Stored data entries
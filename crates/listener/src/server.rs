//! Server plumbing shared by both routers: request limits, HTTP tracing and
//! graceful shutdown.

use std::future::Future;
use std::time::Duration;

use axum::http::StatusCode;
use axum::Router;
use tokio::net::TcpListener;
use tokio::signal;
use tower::limit::GlobalConcurrencyLimitLayer;
use tower::ServiceBuilder;
use tower_http::timeout::TimeoutLayer;
use tower_http::trace::{DefaultMakeSpan, DefaultOnResponse, TraceLayer};
use tracing::{info, Level};

pub const DEFAULT_REQUEST_TIMEOUT: Duration = Duration::from_secs(30);
pub const DEFAULT_MAX_CONCURRENT_REQUESTS: usize = 64;

/// Boundary limits applied to every route.
#[derive(Debug, Clone, Copy, PartialEq, Eq)]
pub struct ServerLimits {
    /// Requests taking longer are answered with `408 Request Timeout`.
    pub request_timeout: Duration,
    /// Requests beyond this many in flight wait for a slot.
    pub max_concurrent_requests: usize,
}

impl Default for ServerLimits {
    fn default() -> Self {
        Self {
            request_timeout: DEFAULT_REQUEST_TIMEOUT,
            max_concurrent_requests: DEFAULT_MAX_CONCURRENT_REQUESTS,
        }
    }
}

/// Wraps `router` with tracing, timeout and a global concurrency bound.
pub fn with_limits(router: Router, limits: ServerLimits) -> Router {
    let middleware = ServiceBuilder::new()
        .layer(
            TraceLayer::new_for_http()
                .make_span_with(DefaultMakeSpan::new().level(Level::INFO))
                .on_response(DefaultOnResponse::new().level(Level::INFO)),
        )
        .layer(TimeoutLayer::with_status_code(
            StatusCode::REQUEST_TIMEOUT,
            limits.request_timeout,
        ))
        .layer(GlobalConcurrencyLimitLayer::new(
            limits.max_concurrent_requests.max(1),
        ));
    router.layer(middleware)
}

/// Serves `router` on `listener` until `shutdown` resolves, then drains
/// in-flight requests.
pub async fn serve<F>(listener: TcpListener, router: Router, shutdown: F) -> std::io::Result<()>
where
    F: Future<Output = ()> + Send + 'static,
{
    if let Ok(addr) = listener.local_addr() {
        info!(%addr, "Listening");
    }
    axum::serve(listener, router)
        .with_graceful_shutdown(shutdown)
        .await?;
    info!("Server stopped");
    Ok(())
}

/// Resolves on Ctrl-C or, on Unix, SIGTERM.
pub async fn shutdown_signal() {
    let ctrl_c = async {
        if let Err(e) = signal::ctrl_c().await {
            tracing::error!(error = %e, "Failed to listen for Ctrl-C");
            std::future::pending::<()>().await;
        }
    };

    #[cfg(unix)]
    let terminate = async {
        match signal::unix::signal(signal::unix::SignalKind::terminate()) {
            Ok(mut sigterm) => {
                sigterm.recv().await;
            }
            Err(e) => {
                tracing::error!(error = %e, "Failed to listen for SIGTERM");
                std::future::pending::<()>().await;
            }
        }
    };

    #[cfg(not(unix))]
    let terminate = std::future::pending::<()>();

    tokio::select! {
        _ = ctrl_c => {},
        _ = terminate => {},
    }
    info!("Shutdown signal received");
}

▶ **Task**
Using the entries above, return each line that includes the word "terminate".

▶ **Your response**
    let terminate = async {
        match signal::unix::signal(signal::unix::SignalKind::terminate()) {
    let terminate = std::future::pending::<()>();
        _ = terminate => {},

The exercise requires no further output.